为什么我无法从 req.body 检索数据

Question

What i want to do is to read the property name of the request i send to my express.js server.Here is how i pass the json data to a post request.

document.querySelector('#checkout').onsubmit= async e =>{
    const form = new FormData(document.querySelector('#checkout'))
    let user = createUserInfo(form),
    

    order = {
       name: "Test_Name"
    }

    fetch("/checkout/create-order", {
        method: "POST",
        mode: "same-origin",
        redirect: 'manual',
        headers:{
            "Content-Type": "application/json"
        },
        body: JSON.stringify(
            {
                order: order,
                user: {
                   name:"test_Name"
                }

            }
        )
    }).then(res=>{
       res.ok
    }).then(data=>{
        console.log(data)
    })
}

And this is how i read it using express.js:

app.use(express.json());
app.use(bodyparser.json());
app.use(bodyparser.urlencoded({ extended: false }));
const YOUR_DOMAIN = 'http://localhost:4242/checkout.html';

app.post('/checkout/create-order', async (req, res) => {
  console.log(req.body.order.name)
}

When i try to read the name property i get an error.

C:\xampp\htdocs\server.js:9
  console.log(req.body.order.name)
                             ^

TypeError: Cannot read properties of undefined (reading 'name')

Answer 1

Add e.preventDefault() to the beginning of the onsubmit handler.

By default, when the user clicks a form submit button, the browser will send a URL encoded POST request to the URL defined in the form's action attribute (or if there is no action , the current page).

<form action="/somewhere_else"></form>

Your express code is seeing the request sent from the browser, which doesn't have any of the values you defined in the fetch request.

This also causes the page to reload and interrupt your fetch request code before its sent. By adding event.preventDefault() you suppress this behavior and your code should run as expected.

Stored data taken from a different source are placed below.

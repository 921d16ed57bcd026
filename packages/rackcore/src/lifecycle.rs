//! Boot lifecycle state machine.
//!
//! Tracks the externally visible phase of a boot session together with the
//! link and broker sub-states. Events come only from the orchestrator; the
//! machine decides which transitions are legal and what the status sink
//! should show.

use statig::blocking::IntoStateMachineExt as _;
use statig::prelude::*;

use crate::session::{BrokerState, LinkState};

/// What a status sink can show. One value per boot phase, stable names for
/// serial diagnostics.
#[derive(Clone, Copy, Debug, PartialEq, Eq)]
pub enum StatusPhase {
    Initializing,
    SelfTestFailed,
    Connecting,
    Online,
    WifiFailed,
    BrokerFailed,
}

impl StatusPhase {
    pub const fn as_str(self) -> &'static str {
        match self {
            Self::Initializing => "initializing",
            Self::SelfTestFailed => "selftest_failed",
            Self::Connecting => "connecting",
            Self::Online => "online",
            Self::WifiFailed => "wifi_failed",
            Self::BrokerFailed => "broker_failed",
        }
    }
}

#[derive(Clone, Copy, Debug, PartialEq, Eq)]
pub enum LifecycleEvent {
    SelfTestFailed,
    LinkConnecting,
    LinkJoined,
    LinkFailed,
    BrokerConnecting,
    BrokerActive,
    BrokerFailed,
    BrokerLost,
}

#[derive(Clone, Copy, Debug, PartialEq, Eq)]
pub struct LifecycleSnapshot {
    pub phase: StatusPhase,
    pub link: LinkState,
    pub broker: BrokerState,
}

impl Default for LifecycleSnapshot {
    fn default() -> Self {
        Self {
            phase: StatusPhase::Initializing,
            link: LinkState::Idle,
            broker: BrokerState::Idle,
        }
    }
}

#[derive(Clone, Copy, Debug, PartialEq, Eq)]
pub enum LifecycleApplyStatus {
    Applied,
    Unchanged,
    InvalidTransition,
}

#[derive(Clone, Copy, Debug)]
pub(crate) struct DispatchContext {
    pub(crate) status: LifecycleApplyStatus,
}

impl Default for DispatchContext {
    fn default() -> Self {
        Self {
            status: LifecycleApplyStatus::Unchanged,
        }
    }
}

#[derive(Clone, Copy, Debug)]
pub(crate) struct LifecycleMachine {
    pub(crate) snapshot: LifecycleSnapshot,
}

impl LifecycleMachine {
    fn note_change(&mut self, context: &mut DispatchContext, before: LifecycleSnapshot) {
        context.status = if before == self.snapshot {
            LifecycleApplyStatus::Unchanged
        } else {
            LifecycleApplyStatus::Applied
        };
    }
}

#[state_machine(initial = "State::initializing()")]
impl LifecycleMachine {
    #[state]
    fn initializing(
        &mut self,
        context: &mut DispatchContext,
        event: &LifecycleEvent,
    ) -> Outcome<State> {
        let before = self.snapshot;
        match event {
            LifecycleEvent::SelfTestFailed => {
                self.snapshot.phase = StatusPhase::SelfTestFailed;
                self.note_change(context, before);
                Transition(State::self_test_failed())
            }
            LifecycleEvent::LinkConnecting => {
                self.snapshot.phase = StatusPhase::Connecting;
                self.snapshot.link = LinkState::Connecting;
                self.note_change(context, before);
                Transition(State::connecting())
            }
            _ => {
                context.status = LifecycleApplyStatus::InvalidTransition;
                Handled
            }
        }
    }

    #[state]
    fn self_test_failed(
        &mut self,
        context: &mut DispatchContext,
        event: &LifecycleEvent,
    ) -> Outcome<State> {
        let before = self.snapshot;
        match event {
            LifecycleEvent::LinkConnecting => {
                self.snapshot.phase = StatusPhase::Connecting;
                self.snapshot.link = LinkState::Connecting;
                self.note_change(context, before);
                Transition(State::connecting())
            }
            _ => {
                context.status = LifecycleApplyStatus::InvalidTransition;
                Handled
            }
        }
    }

    #[state]
    fn connecting(
        &mut self,
        context: &mut DispatchContext,
        event: &LifecycleEvent,
    ) -> Outcome<State> {
        let before = self.snapshot;
        match event {
            LifecycleEvent::LinkJoined => {
                self.snapshot.link = LinkState::Joined;
                self.note_change(context, before);
                Handled
            }
            LifecycleEvent::LinkFailed => {
                self.snapshot.link = LinkState::Failed;
                self.snapshot.phase = StatusPhase::WifiFailed;
                self.note_change(context, before);
                Transition(State::wifi_failed())
            }
            LifecycleEvent::BrokerConnecting => {
                self.snapshot.broker = BrokerState::Connecting;
                self.note_change(context, before);
                Handled
            }
            LifecycleEvent::BrokerActive => {
                self.snapshot.broker = BrokerState::Active;
                self.snapshot.phase = StatusPhase::Online;
                self.note_change(context, before);
                Transition(State::online())
            }
            LifecycleEvent::BrokerFailed => {
                self.snapshot.broker = BrokerState::Failed;
                self.snapshot.phase = StatusPhase::BrokerFailed;
                self.note_change(context, before);
                Transition(State::broker_failed())
            }
            _ => {
                context.status = LifecycleApplyStatus::InvalidTransition;
                Handled
            }
        }
    }

    #[state]
    fn online(
        &mut self,
        context: &mut DispatchContext,
        event: &LifecycleEvent,
    ) -> Outcome<State> {
        let before = self.snapshot;
        match event {
            LifecycleEvent::BrokerLost => {
                self.snapshot.broker = BrokerState::Idle;
                self.snapshot.phase = StatusPhase::Connecting;
                self.note_change(context, before);
                Transition(State::connecting())
            }
            _ => {
                context.status = LifecycleApplyStatus::InvalidTransition;
                Handled
            }
        }
    }

    // Link failure is terminal for the session; only a reboot recovers it.
    #[state]
    fn wifi_failed(
        &mut self,
        context: &mut DispatchContext,
        event: &LifecycleEvent,
    ) -> Outcome<State> {
        let _ = event;
        context.status = LifecycleApplyStatus::InvalidTransition;
        Handled
    }

    #[state]
    fn broker_failed(
        &mut self,
        context: &mut DispatchContext,
        event: &LifecycleEvent,
    ) -> Outcome<State> {
        let before = self.snapshot;
        match event {
            LifecycleEvent::BrokerConnecting => {
                self.snapshot.broker = BrokerState::Connecting;
                self.snapshot.phase = StatusPhase::Connecting;
                self.note_change(context, before);
                Transition(State::connecting())
            }
            _ => {
                context.status = LifecycleApplyStatus::InvalidTransition;
                Handled
            }
        }
    }
}

#[derive(Clone, Copy, Debug)]
pub struct LifecycleApplyResult {
    pub before: LifecycleSnapshot,
    pub after: LifecycleSnapshot,
    pub status: LifecycleApplyStatus,
}

impl LifecycleApplyResult {
    pub fn changed(self) -> bool {
        matches!(self.status, LifecycleApplyStatus::Applied)
    }

    pub fn phase_changed(self) -> bool {
        self.before.phase != self.after.phase
    }
}

pub struct LifecycleEngine {
    machine: statig::blocking::StateMachine<LifecycleMachine>,
}

impl LifecycleEngine {
    pub fn new() -> Self {
        Self {
            machine: LifecycleMachine {
                snapshot: LifecycleSnapshot::default(),
            }
            .state_machine(),
        }
    }

    pub fn snapshot(&self) -> LifecycleSnapshot {
        self.machine.inner().snapshot
    }

    pub fn apply(&mut self, event: LifecycleEvent) -> LifecycleApplyResult {
        let before = self.snapshot();
        let mut context = DispatchContext::default();
        self.machine.handle_with_context(&event, &mut context);
        let after = self.snapshot();
        LifecycleApplyResult {
            before,
            after,
            status: context.status,
        }
    }
}

impl Default for LifecycleEngine {
    fn default() -> Self {
        Self::new()
    }
}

PS You don't need to use both express.json() and bodyparser.json() . Body-parser is included with Express, so both of those middlewares are doing the same thing. You can also use express.urlencoded() instead of bodyparser.urlencoded() .

Answer 2

Your server-side code is correct in my opinion, but a small tip, you don't need to use bodyparser.json() and express.json() both do the same thing. just chose one and stick to it.